The modification process of halogenated benzene coupled with -COOH mainly affected the content of sulfonatable groups on the surface of the materials, which had an important effect on the subsequent sulfonation process. Therefore, the effect of different halogenated benzenes (including iodized benzene, brominated benzene and chlorinated benzene) on the content of -COOH on AC-O surface at the reflux temperature of different solvents was investigated. In the catalytic process, the strong acid content in the acidic carbon-based solid acid will significantly affect the catalytic effect.
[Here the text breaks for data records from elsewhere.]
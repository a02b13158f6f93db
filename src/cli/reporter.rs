use colored::Colorize;
use serde::Serialize;

use cdom_common::{Diagnostic, DiagnosticCategory, get_message_template};
use cdom_resolver::{
    MismatchReason, NodeIndex, ReferenceNode, ResolutionSummary, ResolveCategory,
    ResolveDiagnostic, ResolveErrorKind,
};
use cdom_types::{DeclId, TypeFormatter};

use super::project::Project;

/// What a reference ended up as after a pass.
#[derive(Copy, Clone, Debug, PartialEq, Eq, Serialize)]
#[serde(rename_all = "camelCase")]
pub enum Outcome {
    Resolved,
    MethodGroup,
    /// Built-in operator or element access; no declaration involved.
    Intrinsic,
    Unresolved,
}

impl Outcome {
    fn of(reference: &ReferenceNode, diagnosed: bool) -> Self {
        if reference.is_resolved() {
            return Self::Resolved;
        }
        match reference.matches() {
            Some(m) if m.is_method_group() && m.has_complete_match() => Self::MethodGroup,
            _ if !diagnosed
                && matches!(
                    reference.category(),
                    ResolveCategory::Indexer | ResolveCategory::OperatorOverload
                ) =>
            {
                Self::Intrinsic
            }
            _ => Self::Unresolved,
        }
    }

    fn label(self) -> &'static str {
        match self {
            Self::Resolved => "resolved",
            Self::MethodGroup => "method group",
            Self::Intrinsic => "intrinsic",
            Self::Unresolved => "unresolved",
        }
    }
}

#[derive(Clone, Debug, PartialEq, Eq, Serialize)]
#[serde(rename_all = "camelCase")]
pub struct ReferenceReport {
    pub node: NodeIndex,
    /// Qualified name of the enclosing declaration.
    pub location: String,
    pub name: String,
    pub category: ResolveCategory,
    pub outcome: Outcome,
    #[serde(skip_serializing_if = "Option::is_none")]
    pub target: Option<String>,
    #[serde(skip_serializing_if = "Option::is_none")]
    pub value_type: Option<String>,
}

/// Everything a resolution run produced, ready to print.
#[derive(Clone, Debug, PartialEq, Eq, Serialize)]
#[serde(rename_all = "camelCase")]
pub struct Report {
    pub summary: ResolutionSummary,
    pub references: Vec<ReferenceReport>,
    pub diagnostics: Vec<Diagnostic>,
}

impl Report {
    pub fn build(project: &Project, summary: ResolutionSummary) -> Self {
        let formatter = TypeFormatter::new(&project.types, &project.decls, &project.names);
        let mut references = Vec::new();
        let mut diagnostics = Vec::new();

        for idx in project.arena.references() {
            let Some(reference) = project.arena.reference_node(idx) else {
                continue;
            };
            let location = location_of(&formatter, project.arena.scope(idx));
            let mut diagnosed = false;
            for parse in project.arena.parse_diagnostics(idx) {
                diagnostics.push(parse.clone());
            }
            for diagnostic in project.arena.resolution_diagnostics(idx) {
                diagnosed = true;
                diagnostics.push(to_diagnostic(project, &formatter, &location, diagnostic));
            }

            let resolved = reference.as_resolved();
            references.push(ReferenceReport {
                node: idx,
                location,
                name: project.names.resolve(reference.name).to_string(),
                category: reference.category(),
                outcome: Outcome::of(reference, diagnosed),
                target: resolved.map(|r| formatter.format_signature(r.target)),
                value_type: resolved.map(|r| formatter.format_type(r.value_type)),
            });
        }

        Self {
            summary,
            references,
            diagnostics,
        }
    }

    pub fn has_errors(&self) -> bool {
        self.summary.has_errors()
    }
}

fn location_of(formatter: &TypeFormatter<'_>, scope: Option<DeclId>) -> String {
    scope
        .map(|id| formatter.qualified_name(id))
        .filter(|name| !name.is_empty())
        .unwrap_or_else(|| "<global>".to_string())
}

/// Render one resolution record as a message-bearing diagnostic.
///
/// The first surviving candidate's failure and every candidate's
/// signature become related information.
pub fn to_diagnostic(
    project: &Project,
    formatter: &TypeFormatter<'_>,
    location: &str,
    diagnostic: &ResolveDiagnostic,
) -> Diagnostic {
    let name = project.names.resolve(diagnostic.name);
    let count = diagnostic.candidate_count().to_string();
    let used_as = diagnostic.category.describe();
    let found_as = match &diagnostic.reason {
        Some(MismatchReason::WrongCategory { kind }) => kind.describe(),
        _ => "name",
    };
    let args: Vec<&str> = match diagnostic.kind {
        ResolveErrorKind::UnknownName | ResolveErrorKind::UnresolvedCause => vec![name],
        ResolveErrorKind::AmbiguousMatch => vec![name, count.as_str()],
        ResolveErrorKind::SignatureMismatch => vec![name, used_as, count.as_str()],
        ResolveErrorKind::InvalidCategory => vec![name, found_as, used_as],
    };
    let mut rendered = Diagnostic::from_code(
        location.to_string(),
        diagnostic.kind.code(),
        diagnostic.severity,
        &args,
    );

    if let Some(reason) = &diagnostic.reason
        && !matches!(reason, MismatchReason::WrongCategory { .. })
    {
        let first = diagnostic.candidates.first().copied();
        rendered = rendered.with_related(reason_text(project, formatter, name, first, reason));
    }
    for &candidate in &diagnostic.candidates {
        rendered = rendered.with_related(format!(
            "candidate: {}",
            formatter.format_signature(candidate)
        ));
    }
    rendered
}

fn reason_text(
    project: &Project,
    formatter: &TypeFormatter<'_>,
    name: &str,
    candidate: Option<DeclId>,
    reason: &MismatchReason,
) -> String {
    let subject = candidate.map_or_else(|| name.to_string(), |id| formatter.format_signature(id));
    let (args, detail): (Vec<String>, Option<String>) = match reason {
        MismatchReason::ArgumentCount { actual, .. } => (vec![subject, actual.to_string()], None),
        MismatchReason::ArgumentType {
            index,
            expected,
            actual,
        } => (
            vec![subject, (index + 1).to_string()],
            Some(format!(
                "Expected '{}', found '{}'.",
                formatter.format_type(*expected),
                formatter.format_type(*actual)
            )),
        ),
        MismatchReason::RefKind { index, .. } => (vec![subject, (index + 1).to_string()], None),
        MismatchReason::TypeArgumentCount { expected, .. } => {
            (vec![subject, expected.to_string()], None)
        }
        MismatchReason::ConstraintViolation {
            type_param,
            type_arg,
            constraint,
        } => {
            let param = candidate
                .and_then(|id| project.decls.get(id))
                .and_then(|d| d.type_params.get(*type_param))
                .map_or_else(
                    || type_param.to_string(),
                    |tp| project.names.resolve(tp.name).to_string(),
                );
            (
                vec![subject, param],
                Some(format!(
                    "'{}' does not satisfy '{}'.",
                    formatter.format_type(*type_arg),
                    formatter.format_type(*constraint)
                )),
            )
        }
        MismatchReason::UnresolvedArgument { .. }
        | MismatchReason::StaticMode { .. }
        | MismatchReason::CannotInferTypeArguments { .. }
        | MismatchReason::WrongCategory { .. } => (vec![subject], None),
    };

    let args: Vec<&str> = args.iter().map(String::as_str).collect();
    let mut text = match get_message_template(reason.code()) {
        Some(template) => cdom_common::format_message(template, &args),
        None => args.join(" "),
    };
    if let Some(detail) = detail {
        text.push(' ');
        text.push_str(&detail);
    }
    text
}

// =============================================================================
// Text output
// =============================================================================

pub struct Reporter {
    color: bool,
}

impl Reporter {
    pub fn new(color: bool) -> Self {
        Reporter { color }
    }

    pub fn render(&self, report: &Report) -> String {
        let mut out = String::new();
        for reference in &report.references {
            out.push_str(&self.format_reference(reference));
            out.push('\n');
        }
        if !report.diagnostics.is_empty() {
            out.push('\n');
        }
        for diagnostic in &report.diagnostics {
            out.push_str(&self.format_diagnostic(diagnostic));
            out.push('\n');
        }
        out.push('\n');
        out.push_str(&self.format_summary(&report.summary));
        out
    }

    pub fn format_reference(&self, reference: &ReferenceReport) -> String {
        let outcome = self.format_outcome(reference.outcome);
        let mut line = format!(
            "{} {} '{}' ({}): {}",
            reference.location,
            reference.node,
            reference.name,
            reference.category.describe(),
            outcome
        );
        if let Some(target) = &reference.target {
            line.push_str(" -> ");
            line.push_str(target);
        }
        if let Some(ty) = &reference.value_type {
            line.push_str(": ");
            line.push_str(ty);
        }
        line
    }

    pub fn format_diagnostic(&self, diagnostic: &Diagnostic) -> String {
        let mut output = String::new();
        output.push_str(&diagnostic.location);
        output.push_str(" - ");
        output.push_str(&self.format_category(diagnostic.category));
        let code = self.format_code(diagnostic.code);
        if !code.is_empty() {
            output.push(' ');
            output.push_str(&code);
        }
        output.push_str(": ");
        output.push_str(&diagnostic.message_text);

        for related in &diagnostic.related_information {
            output.push('\n');
            let prefix = if self.color {
                "  Related".dimmed().to_string()
            } else {
                "  Related".to_string()
            };
            output.push_str(&format!("{prefix}: {}", related.message_text));
        }
        output
    }

    pub fn format_summary(&self, summary: &ResolutionSummary) -> String {
        let line = format!(
            "{} references: {} resolved, {} method groups, {} intrinsic, {} unresolved ({} errors, {} warnings)",
            summary.references,
            summary.resolved,
            summary.method_groups,
            summary.intrinsic,
            summary.unresolved,
            summary.errors,
            summary.warnings
        );
        if !self.color {
            return line;
        }
        if summary.has_errors() {
            line.red().to_string()
        } else {
            line.green().to_string()
        }
    }

    fn format_outcome(&self, outcome: Outcome) -> String {
        let label = outcome.label();
        if !self.color {
            return label.to_string();
        }
        match outcome {
            Outcome::Resolved => label.green().to_string(),
            Outcome::MethodGroup | Outcome::Intrinsic => label.cyan().to_string(),
            Outcome::Unresolved => label.red().to_string(),
        }
    }

    fn format_category(&self, category: DiagnosticCategory) -> String {
        let label = category.label();
        if !self.color {
            return label.to_string();
        }

        match category {
            DiagnosticCategory::Error => label.red().bold().to_string(),
            DiagnosticCategory::Warning => label.yellow().bold().to_string(),
            DiagnosticCategory::Suggestion => label.blue().bold().to_string(),
            DiagnosticCategory::Message => label.cyan().bold().to_string(),
        }
    }

    fn format_code(&self, code: u32) -> String {
        if code == 0 {
            return String::new();
        }

        let label = format!("CD{code}");
        if self.color {
            label.bright_blue().to_string()
        } else {
            label
        }
    }
}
Therefore, the influence of the concentration of halogenated benzene, the modification reaction time of halogenated benzene and the sulfonation temperature of concentrated sulfuric acid on the content of -SO₃H during the preparation of AC-Ph-SO₃H were investigated.

3.1.1 Coupling Effect of Halogenated Benzene With -COOH in Different Solvents

The effects of halogenated benzenes (PhX) coupling with carboxyl groups on the surface of AC-O at reflux temperatures of different solvents (including cyclohexane, toluene, and DMSO) were investigated. The results were shown in Table 1. According to the results, the content of carboxyl groups on the surface of AC-O after oxidation of AC was 0.78 mmol/g. After modification by halogenated benzene in different solvents, the content of carboxyl groups on the surface decreased to a certain extent, indicating that the carboxyl groups on the surface of activated carbon was successfully coupled with halogenated benzene during the modification process. When cyclohexane was used as the solvent at 80°C of the reflux temperature, the -COOH content of AC-Ph was 0.62–0.65 mmol/g, which was only about 0.15 mmol/g lower than that of AC-O. When toluene being used as solvent at reflux temperature 110°C and DMSO being used as solvent at reflux temperature 180°C, the -COOH content on the surface of AC-Ph had little difference when modified with the same halogenated benzene. Under these conditions, the minimum content of carboxyl groups on the surface of the modified activated carbon was 0.28 mmol/g, indicating that the carboxyl groups being coupled were about 0.5 mmol/g and most of the carboxyl groups on AC-O had been replaced by benzene rings which can be easily sulfonated by concentrated sulfuric acid. When toluene was used as solvent, the -COOH content on AC-Ph modified by iodobenzene, bromobenzene and chlorobenzene were 0.28, 0.30, and 0.53 mmol/g, respectively. Since iodobenzene and bromobenzene have almost no difference in the modification of AC-O under the reflux condition of toluene, bromobenzene (PhBr) were used as the modification reagent due to its low economic cost and relatively stable performance, and toluene was used as the solvent when modifying AC-O in the follow-up studies. Under the selected conditions, the content of carboxyl groups on the surface of AC-Ph was 0.30 mmol/g, and the content of benzene rings grafted on the surface of activated carbon was about 0.50 mmol/g according to the difference in carboxyl content between AC-O and AC-Ph.

TABLE 1

TABLE 1. Density of -COOH in AC-Ph modified with different halogenated benzene

3.1.2 Effect of Bromobenzene Concentration on -SO₃H Content

With bromobenzene as modification reagent and toluene as solvent, the effect of bromobenzene concentration on -SO₃H content of AC-Ph-SO₃H surface was studied. The results were shown in Figure 1. According to the results, as the concentration of bromobenzene increased, the content of -SO₃H gradually increased. The concentration of bromobenzene showed a great influence on the -SO₃H groups content on the surface of AC-Ph-SO₃H. When the concentration of bromobenzene was 3%, the content of -SO₃H was only 0.18 mmol/g. While when the concentration of bromobenzene was 10%, the content of -SO₃H on the surface of AC-Ph-SO₃H was 0.64 mmol/g. We speculated that the reason for this result was that the effective collision rate of bromobenzene with AC-O particles in solution was lower at a lower bromobenzene concentrations.

FIGURE 1

FIGURE 1. Density of -SO₃H in AC-Ph-SO₃H prepared under different PhBr concentration.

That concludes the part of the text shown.